Considering the harm ASARCO has inflicted on communities in my state and around the world, the Justice Department must thoroughly review each company's record of environmental stewardship and corporate citizenship, both domestically and abroad, before recommending a preferred plan to the bankruptcy court. Unfortunately, both bidding entities have well-documented histories of environmental and human rights violations which need to be weighed in addition to the cash value of their bids.

I am also troubled by the human rights and labor records of Grupo Mexico. It has come to my attention that a terrible mine explosion in 2006 at a Mexican mine owned by a Grupo subsidiary killed 65 miners. According to press accounts, the Grupo subsidiary abandoned rescue efforts and sealed the mine after only six days.
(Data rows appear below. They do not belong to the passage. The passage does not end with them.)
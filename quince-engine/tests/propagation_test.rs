#![cfg(test)] // workaround for https://github.com/rust-lang/rust-clippy/issues/11024

use std::collections::BTreeSet;

use quince_engine::ConstraintGraph;
use quince_engine::CspOperationError;
use quince_engine::Variable;
use quince_engine::VariableId;

fn init_logger() {
    let _ = env_logger::builder().is_test(true).try_init();
}

fn legal_set(graph: &ConstraintGraph<i32>, var: VariableId) -> BTreeSet<i32> {
    graph.variable(var).legal_values().copied().collect()
}

fn illegal_set(graph: &ConstraintGraph<i32>, var: VariableId) -> BTreeSet<i32> {
    graph.variable(var).illegal_values().copied().collect()
}

#[test]
fn inequality_between_two_variables() {
    let mut graph = ConstraintGraph::new();
    let x = graph.add_variable(Variable::new("x", [1, 2, 3])).unwrap();
    let y = graph.add_variable(Variable::new("y", [1, 2, 3])).unwrap();
    let _ = graph.add_constraint(x, y, |a, b| a != b).unwrap();

    graph.set_value(x, 2).expect("2 is legal for x");

    assert_eq!(legal_set(&graph, y), BTreeSet::from([1, 3]));
    assert!(graph.satisfiable());

    assert_eq!(
        graph.set_value(y, 2),
        Err(CspOperationError::IllegalValue {
            variable: "y".to_owned()
        })
    );
}

#[test]
fn a_conflicting_fix_fails_harmlessly_at_the_variable_level() {
    let mut graph = ConstraintGraph::new();
    let x = graph.add_variable(Variable::new("x", [1, 2])).unwrap();
    let y = graph.add_variable(Variable::new("y", [1, 2])).unwrap();
    let _ = graph.add_constraint(x, y, |a, b| a != b).unwrap();

    graph.set_fixed_value(x, 1).expect("x can be fixed to 1");

    // 1 has been pruned from y, so fixing y to it fails, without any effect
    // on the graph's satisfiability verdict.
    assert!(graph.set_fixed_value(y, 1).is_err());
    assert!(graph.satisfiable());
    assert_eq!(graph.variable(y).value(), None);
    assert!(!graph.variable(y).is_fixed());
}

#[test]
fn a_conflicting_clamp_poisons_the_graph() {
    init_logger();

    let mut graph = ConstraintGraph::new();
    let x = graph.add_variable(Variable::new("x", [1, 2])).unwrap();
    let y = graph.add_variable(Variable::new("y", [1, 2])).unwrap();
    let _ = graph.add_constraint(x, y, |a, b| a != b).unwrap();

    graph.set_fixed("x", 1).expect("x can be clamped to 1");

    assert!(graph.set_fixed("y", 1).is_err());
    assert!(!graph.satisfiable());

    // The verdict is permanent, even though y could still take 2.
    graph.set_value(y, 2).expect("y can still be assigned");
    assert!(!graph.satisfiable());
}

#[test]
fn revision_empties_an_unassigned_variable_without_a_verdict() {
    let mut graph = ConstraintGraph::new();
    let x = graph.add_variable(Variable::new("x", [5])).unwrap();
    let y = graph.add_variable(Variable::new("y", [1, 2, 3])).unwrap();
    graph.set_fixed_value(x, 5).expect("x can be fixed to 5");

    // The constraint is added after the fix, so y has not been pruned yet.
    let equal = graph.add_constraint(x, y, |a, b| a == b).unwrap();

    assert!(graph.revise_constraint(equal, y).unwrap());
    assert_eq!(graph.variable(y).num_legal(), 0);
    assert!(graph.satisfiable());
}

#[test]
fn revision_against_a_fixed_variable_without_support_is_unsolvable() {
    let mut graph = ConstraintGraph::new();
    let x = graph.add_variable(Variable::new("x", [5])).unwrap();
    let y = graph.add_variable(Variable::new("y", [1, 2, 3])).unwrap();
    graph.set_fixed_value(x, 5).expect("x can be fixed to 5");
    graph.set_fixed_value(y, 2).expect("y can be fixed to 2");

    let equal = graph.add_constraint(x, y, |a, b| a == b).unwrap();

    assert_eq!(
        graph.revise_constraint(equal, y),
        Err(CspOperationError::Unsolvable {
            variable: "y".to_owned()
        })
    );
    assert!(!graph.satisfiable());

    // Once unsolvable, every further mutation is rejected.
    assert_eq!(
        graph.clear_value(y),
        Err(CspOperationError::Unsolvable {
            variable: "y".to_owned()
        })
    );
}

#[test]
fn a_rejected_assignment_leaves_every_neighbour_untouched() {
    let mut graph = ConstraintGraph::new();
    let x = graph.add_variable(Variable::new("x", [1, 2, 3])).unwrap();
    let y = graph.add_variable(Variable::new("y", [1, 2, 3])).unwrap();
    // z carries an initial value; constraints added afterwards do not
    // re-validate it, so x's legal set is still untouched.
    let z = graph
        .add_variable(Variable::with_initial_value("z", [1, 2, 3], 1).unwrap())
        .unwrap();
    let _ = graph.add_constraint(x, y, |a, b| a != b).unwrap();
    let _ = graph.add_constraint(x, z, |a, b| a != b).unwrap();

    let y_legal = legal_set(&graph, y);
    let y_illegal = illegal_set(&graph, y);
    let z_legal = legal_set(&graph, z);

    // The first constraint prunes y, the second conflicts with z's value;
    // the whole assignment must be rolled back.
    assert_eq!(
        graph.set_value(x, 1),
        Err(CspOperationError::ConflictingAssignment {
            variable: "x".to_owned()
        })
    );

    assert_eq!(graph.variable(x).value(), None);
    assert_eq!(legal_set(&graph, y), y_legal);
    assert_eq!(illegal_set(&graph, y), y_illegal);
    assert_eq!(legal_set(&graph, z), z_legal);
    assert!(graph.satisfiable());
}

#[test]
fn assigning_and_clearing_round_trips_the_neighbour_sets() {
    let mut graph = ConstraintGraph::new();
    let x = graph.add_variable(Variable::new("x", [1, 2, 3])).unwrap();
    let y = graph.add_variable(Variable::new("y", [1, 2, 3])).unwrap();
    let _ = graph.add_constraint(x, y, |a, b| a != b).unwrap();

    let y_legal = legal_set(&graph, y);
    let y_illegal = illegal_set(&graph, y);

    graph.set_value(x, 2).expect("2 is legal for x");
    assert_eq!(legal_set(&graph, y), BTreeSet::from([1, 3]));

    assert!(graph.clear_value(x).unwrap());

    assert_eq!(graph.variable(x).value(), None);
    assert_eq!(legal_set(&graph, y), y_legal);
    assert_eq!(illegal_set(&graph, y), y_illegal);
}

#[test]
fn a_fixed_variable_rejects_assignment_and_clearing() {
    let mut graph = ConstraintGraph::new();
    let x = graph.add_variable(Variable::new("x", [1, 2, 3])).unwrap();

    graph.set_fixed_value(x, 2).expect("x can be fixed to 2");

    assert_eq!(
        graph.set_value(x, 2),
        Err(CspOperationError::FixedValueImmutable {
            variable: "x".to_owned()
        })
    );
    assert_eq!(
        graph.set_value(x, 1),
        Err(CspOperationError::FixedValueImmutable {
            variable: "x".to_owned()
        })
    );
    assert_eq!(
        graph.clear_value(x),
        Err(CspOperationError::FixedValueImmutable {
            variable: "x".to_owned()
        })
    );
    assert_eq!(graph.variable(x).value(), Some(&2));
}

#[test]
fn clearing_twice_is_a_no_op_the_second_time() {
    let mut graph = ConstraintGraph::new();
    let x = graph.add_variable(Variable::new("x", [1, 2, 3])).unwrap();
    let y = graph.add_variable(Variable::new("y", [1, 2, 3])).unwrap();
    let _ = graph.add_constraint(x, y, |a, b| a != b).unwrap();

    graph.set_value(x, 2).expect("2 is legal for x");
    assert!(graph.clear_value(x).unwrap());

    let y_legal = legal_set(&graph, y);
    assert!(graph.clear_value(x).unwrap());
    assert_eq!(graph.variable(x).value(), None);
    assert_eq!(legal_set(&graph, y), y_legal);
}

#[test]
fn clearing_without_neighbours_recovers_nothing() {
    let mut graph = ConstraintGraph::new();
    let x = graph.add_variable(Variable::new("x", [1, 2])).unwrap();

    graph.set_value(x, 1).expect("1 is legal for x");

    // The success criterion counts recovering constraints, so a variable
    // without any reports failure even though the value is gone.
    assert!(!graph.clear_value(x).unwrap());
    assert_eq!(graph.variable(x).value(), None);
}

#[test]
fn name_keyed_operations_delegate_to_the_variable() {
    let mut graph = ConstraintGraph::new();
    let x = graph.add_variable(Variable::new("x", [1, 2, 3])).unwrap();
    let y = graph.add_variable(Variable::new("y", [1, 2, 3])).unwrap();
    let _ = graph.add_constraint(x, y, |a, b| a != b).unwrap();

    graph.set_value_by_name("x", 2).expect("2 is legal for x");
    assert_eq!(graph.variable(x).value(), Some(&2));
    assert_eq!(legal_set(&graph, y), BTreeSet::from([1, 3]));

    assert_eq!(
        graph.set_value_by_name("ghost", 1),
        Err(CspOperationError::UnknownVariable {
            name: "ghost".to_owned()
        })
    );
}

#[test]
fn clamping_applies_every_mapping_entry() {
    let mut graph = ConstraintGraph::new();
    let x = graph.add_variable(Variable::new("x", [1, 2, 3])).unwrap();
    let y = graph.add_variable(Variable::new("y", [1, 2, 3])).unwrap();
    let _ = graph.add_constraint(x, y, |a, b| a != b).unwrap();

    graph
        .clamp_values([("x", 1), ("y", 2)])
        .expect("both clamps are compatible");

    assert!(graph.variable(x).is_fixed());
    assert!(graph.variable(y).is_fixed());
    assert!(graph.satisfiable());
}
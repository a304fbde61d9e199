mod csp_operation_error;
mod undo_log;

pub use csp_operation_error::CspOperationError;
pub(crate) use undo_log::UndoLog;
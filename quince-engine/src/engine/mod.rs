pub(crate) mod constraint;
pub(crate) mod graph;
mod propagation;
pub(crate) mod variable;

pub use constraint::Constraint;
pub use constraint::ConstraintId;
pub use graph::ConstraintGraph;
pub use variable::DomainValue;
pub use variable::Variable;
pub use variable::VariableId;
use anchor_lang::prelude::*;
use crate::constants::*;

/**
 * Domain key registry account
 *
 * Maps email domains to the commitment of their currently registered DKIM
 * signing key. Only the authority can register, rotate or revoke keys.
 *
 * Derivation: ["registry", authority]
 */
#[account]
#[derive(Default, Debug)]
pub struct KeyRegistry {
    /// Bump seed for PDA derivation
    pub bump: u8,

    /// Account allowed to change key commitments
    pub authority: Pubkey,

    /// Number of domains ever registered
    pub domain_count: u32,
}

impl KeyRegistry {
    /// Calculate the space required for this account
    /// - Includes 8-byte discriminator + struct size
    pub const LEN: usize = 8 + std::mem::size_of::<KeyRegistry>();
}

/**
 * Key commitment of one domain
 *
 * Derivation: ["domain_key", registry, keccak(domain)]
 *
 * A zero commitment means the key was revoked and nothing verifies against it.
 */
#[account]
#[derive(Default, Debug)]
pub struct DomainKey {
    pub bump: u8,
    pub registry: Pubkey,
    pub commitment: [u8; 32],
    pub updated_at: i64,
    pub domain: String,
}

impl DomainKey {
    pub const LEN: usize = 8 + 1 + 32 + 32 + 8 + 4 + MAX_DOMAIN_LEN;
}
A report by a Mexican government commission found that Grupo was aware of the numerous safety deficiencies and a special prosecutor in Mexico filed negligent homicide charges against Grupo.

In 2002, I wrote to the Justice Department expressing similar concerns about Grupo Mexico's efforts to undermine Asarco's cleanup obligations required under a DOJ consent degree. Unfortunately, under Grupo Mexico's control, ASARCO consistently failed to meet its cleanup responsibilities and instead transferred or sold many of the company's assets depriving the corporation of cash flow needed to continue ongoing clean up efforts. In one egregious example, Asarco, under Grupo Mexico's direction, liquidated some of its environmental and asbestos insurance policies to raise cash.

Given the abusive record of these two foreign corporations, I seek your assurance that the Department will carefully consider the environmental, human rights, and labor records of each bidding entity, and take all appropriate actions necessary to ensure that ASARCO's environmental responsibilities will be fully met as part of any reorganization plan. As the legal representative for the United States and American taxpayers, the Justice Department has an obligation to make sure that any future owner of ASARCO properties and other assets operates in full compliance with environmental and labor laws, that the maximum amount of funds will be available to clean up ASARCO's toxic legacy in Washington state and across the country, and that any future clean up commitments are fully met and funded.